//! Telemetry initialisation primitives and logging configuration.
//!
//! # Design
//! - Centralises logging setup (fmt or JSON) with a single entry point.
//! - `RUST_LOG` wins over the configured level when it is set and valid.
//! - The browser variant drops timestamps and ANSI colours; the console adds both.

use tracing_subscriber::{EnvFilter, fmt, layer::SubscriberExt, util::SubscriberInitExt};

use crate::error::{Result, TelemetryError};

/// Default logging target when `RUST_LOG` is not provided.
pub const DEFAULT_LOG_LEVEL: &str = "info";

/// Logging configuration.
#[derive(Debug, Clone)]
pub struct LoggingConfig<'a> {
    /// Log level or filter directive (e.g., `info`, `folio_ui=debug`).
    pub level: &'a str,
    /// Output format selection for the tracing subscriber.
    pub format: LogFormat,
}

impl Default for LoggingConfig<'_> {
    fn default() -> Self {
        Self {
            level: DEFAULT_LOG_LEVEL,
            format: LogFormat::infer(),
        }
    }
}

/// Available output formats for the logger.
#[derive(Debug, Clone, Copy, PartialEq, Eq)]
pub enum LogFormat {
    /// Emit logs as structured JSON objects.
    Json,
    /// Emit human-readable, pretty-printed logs.
    Pretty,
}

impl LogFormat {
    /// Choose a sensible default for the current build.
    #[must_use]
    pub const fn infer() -> Self {
        if cfg!(debug_assertions) {
            Self::Pretty
        } else {
            Self::Json
        }
    }

    /// Parse a format name (`json` / `pretty`).
    #[must_use]
    pub fn from_name(value: &str) -> Option<Self> {
        match value.trim().to_ascii_lowercase().as_str() {
            "json" => Some(Self::Json),
            "pretty" => Some(Self::Pretty),
            _ => None,
        }
    }
}

/// Configure and install the global tracing subscriber writing to stderr.
///
/// # Errors
///
/// Returns an error if the level is not a valid filter directive or if the
/// tracing subscriber cannot be installed (for example, because another
/// subscriber has already been set globally).
pub fn init_logging(config: &LoggingConfig<'_>) -> Result<()> {
    let filter = build_env_filter(config.level)?;
    let installed = match config.format {
        LogFormat::Json => tracing_subscriber::registry()
            .with(filter)
            .with(
                fmt::layer()
                    .json()
                    .with_target(false)
                    .with_thread_ids(false)
                    .with_writer(std::io::stderr),
            )
            .try_init(),
        LogFormat::Pretty => tracing_subscriber::registry()
            .with(filter)
            .with(
                fmt::layer()
                    .with_target(false)
                    .with_thread_ids(false)
                    .with_writer(std::io::stderr),
            )
            .try_init(),
    };
    installed.map_err(|source| TelemetryError::SubscriberInstall { source })
}

/// Install a subscriber that forwards events to the browser console.
///
/// # Errors
///
/// Returns an error if the level is not a valid filter directive or a
/// subscriber is already installed.
#[cfg(target_arch = "wasm32")]
pub fn init_browser_logging(level: &str) -> Result<()> {
    let filter = build_env_filter(level)?;
    tracing_subscriber::registry()
        .with(filter)
        .with(
            fmt::layer()
                .without_time()
                .with_ansi(false)
                .with_target(false)
                .with_writer(crate::console::ConsoleMakeWriter),
        )
        .try_init()
        .map_err(|source| TelemetryError::SubscriberInstall { source })
}

fn build_env_filter(level: &str) -> Result<EnvFilter> {
    if let Ok(filter) = EnvFilter::try_from_default_env() {
        return Ok(filter);
    }
    EnvFilter::try_new(level).map_err(|source| TelemetryError::InvalidFilter {
        directive: level.to_string(),
        source,
    })
}

#[cfg(test)]
mod tests {
    use super::*;

    #[test]
    fn log_format_parses_names() {
        assert_eq!(LogFormat::from_name("JSON"), Some(LogFormat::Json));
        assert_eq!(LogFormat::from_name(" pretty "), Some(LogFormat::Pretty));
        assert_eq!(LogFormat::from_name("xml"), None);
    }

    #[test]
    fn default_config_uses_info_level() {
        let config = LoggingConfig::default();
        assert_eq!(config.level, DEFAULT_LOG_LEVEL);
        assert_eq!(config.format, LogFormat::infer());
    }

    #[test]
    fn env_filter_accepts_directives() {
        if std::env::var_os("RUST_LOG").is_some() {
            return;
        }
        assert!(build_env_filter("folio_ui=debug,info").is_ok());
        assert!(matches!(
            build_env_filter("folio=notalevel"),
            Err(TelemetryError::InvalidFilter { .. })
        ));
    }
}
#![forbid(unsafe_code)]
#![deny(
    warnings,
    dead_code,
    unused,
    unused_imports,
    unused_must_use,
    unreachable_pub,
    clippy::all,
    clippy::pedantic,
    clippy::cargo,
    clippy::nursery,
    rustdoc::broken_intra_doc_links,
    rustdoc::bare_urls,
    missing_docs
)]
#![allow(clippy::module_name_repetitions)]
#![allow(clippy::multiple_crate_versions)]
//! Logging setup shared by the Folio binaries.
//!
//! Native builds log to stderr (pretty or JSON); wasm builds forward formatted
//! events to the browser console.

#[cfg(target_arch = "wasm32")]
mod console;
pub mod error;
pub mod init;

pub use error::{Result, TelemetryError};
#[cfg(target_arch = "wasm32")]
pub use init::init_browser_logging;
pub use init::{DEFAULT_LOG_LEVEL, LogFormat, LoggingConfig, init_logging};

-- YOUR TASK --
Would you retype the full listing without altering a single word?

-- YOUR SOLUTION --
//! Telemetry initialisation primitives and logging configuration.
//!
//! # Design
//! - Centralises logging setup (fmt or JSON) with a single entry point.
//! - `RUST_LOG` wins over the configured level when it is set and valid.
//! - The browser variant drops timestamps and ANSI colours; the console adds both.

use tracing_subscriber::{EnvFilter, fmt, layer::SubscriberExt, util::SubscriberInitExt};

use crate::error::{Result, TelemetryError};

/// Default logging target when `RUST_LOG` is not provided.
pub const DEFAULT_LOG_LEVEL: &str = "info";

/// Logging configuration.
#[derive(Debug, Clone)]
pub struct LoggingConfig<'a> {
    /// Log level or filter directive (e.g., `info`, `folio_ui=debug`).
    pub level: &'a str,
    /// Output format selection for the tracing subscriber.
    pub format: LogFormat,
}

impl Default for LoggingConfig<'_> {
    fn default() -> Self {
        Self {
            level: DEFAULT_LOG_LEVEL,
            format: LogFormat::infer(),
        }
    }
}

/// Available output formats for the logger.
#[derive(Debug, Clone, Copy, PartialEq, Eq)]
pub enum LogFormat {
    /// Emit logs as structured JSON objects.
    Json,
    /// Emit human-readable, pretty-printed logs.
    Pretty,
}

impl LogFormat {
    /// Choose a sensible default for the current build.
    #[must_use]
    pub const fn infer() -> Self {
        if cfg!(debug_assertions) {
            Self::Pretty
        } else {
            Self::Json
        }
    }

    /// Parse a format name (`json` / `pretty`).
    #[must_use]
    pub fn from_name(value: &str) -> Option<Self> {
        match value.trim().to_ascii_lowercase().as_str() {
            "json" => Some(Self::Json),
            "pretty" => Some(Self::Pretty),
            _ => None,
        }
    }
}

/// Configure and install the global tracing subscriber writing to stderr.
///
/// # Errors
///
/// Returns an error if the level is not a valid filter directive or if the
/// tracing subscriber cannot be installed (for example, because another
/// subscriber has already been set globally).
pub fn init_logging(config: &LoggingConfig<'_>) -> Result<()> {
    let filter = build_env_filter(config.level)?;
    let installed = match config.format {
        LogFormat::Json => tracing_subscriber::registry()
            .with(filter)
            .with(
                fmt::layer()
                    .json()
                    .with_target(false)
                    .with_thread_ids(false)
                    .with_writer(std::io::stderr),
            )
            .try_init(),
        LogFormat::Pretty => tracing_subscriber::registry()
            .with(filter)
            .with(
                fmt::layer()
                    .with_target(false)
                    .with_thread_ids(false)
                    .with_writer(std::io::stderr),
            )
            .try_init(),
    };
    installed.map_err(|source| TelemetryError::SubscriberInstall { source })
}

/// Install a subscriber that forwards events to the browser console.
///
/// # Errors
///
/// Returns an error if the level is not a valid filter directive or a
/// subscriber is already installed.
#[cfg(target_arch = "wasm32")]
pub fn init_browser_logging(level: &str) -> Result<()> {
    let filter = build_env_filter(level)?;
    tracing_subscriber::registry()
        .with(filter)
        .with(
            fmt::layer()
                .without_time()
                .with_ansi(false)
                .with_target(false)
                .with_writer(crate::console::ConsoleMakeWriter),
        )
        .try_init()
        .map_err(|source| TelemetryError::SubscriberInstall { source })
}

fn build_env_filter(level: &str) -> Result<EnvFilter> {
    if let Ok(filter) = EnvFilter::try_from_default_env() {
        return Ok(filter);
    }
    EnvFilter::try_new(level).map_err(|source| TelemetryError::InvalidFilter {
        directive: level.to_string(),
        source,
    })
}

#[cfg(test)]
mod tests {
    use super::*;

    #[test]
    fn log_format_parses_names() {
        assert_eq!(LogFormat::from_name("JSON"), Some(LogFormat::Json));
        assert_eq!(LogFormat::from_name(" pretty "), Some(LogFormat::Pretty));
        assert_eq!(LogFormat::from_name("xml"), None);
    }

    #[test]
    fn default_config_uses_info_level() {
        let config = LoggingConfig::default();
        assert_eq!(config.level, DEFAULT_LOG_LEVEL);
        assert_eq!(config.format, LogFormat::infer());
    }

    #[test]
    fn env_filter_accepts_directives() {
        if std::env::var_os("RUST_LOG").is_some() {
            return;
        }
        assert!(build_env_filter("folio_ui=debug,info").is_ok());
        assert!(matches!(
            build_env_filter("folio=notalevel"),
            Err(TelemetryError::InvalidFilter { .. })
        ));
    }
}
#![forbid(unsafe_code)]
#![deny(
    warnings,
    dead_code,
    unused,
    unused_imports,
    unused_must_use,
    unreachable_pub,
    clippy::all,
    clippy::pedantic,
    clippy::cargo,
    clippy::nursery,
    rustdoc::broken_intra_doc_links,
    rustdoc::bare_urls,
    missing_docs
)]
#![allow(clippy::module_name_repetitions)]
#![allow(clippy::multiple_crate_versions)]
//! Logging setup shared by the Folio binaries.
//!
//! Native builds log to stderr (pretty or JSON); wasm builds forward formatted
//! events to the browser console.

#[cfg(target_arch = "wasm32")]
mod console;
pub mod error;
pub mod init;

pub use error::{Result, TelemetryError};
#[cfg(target_arch = "wasm32")]
pub use init::init_browser_logging;
pub use init::{DEFAULT_LOG_LEVEL, LogFormat, LoggingConfig, init_logging};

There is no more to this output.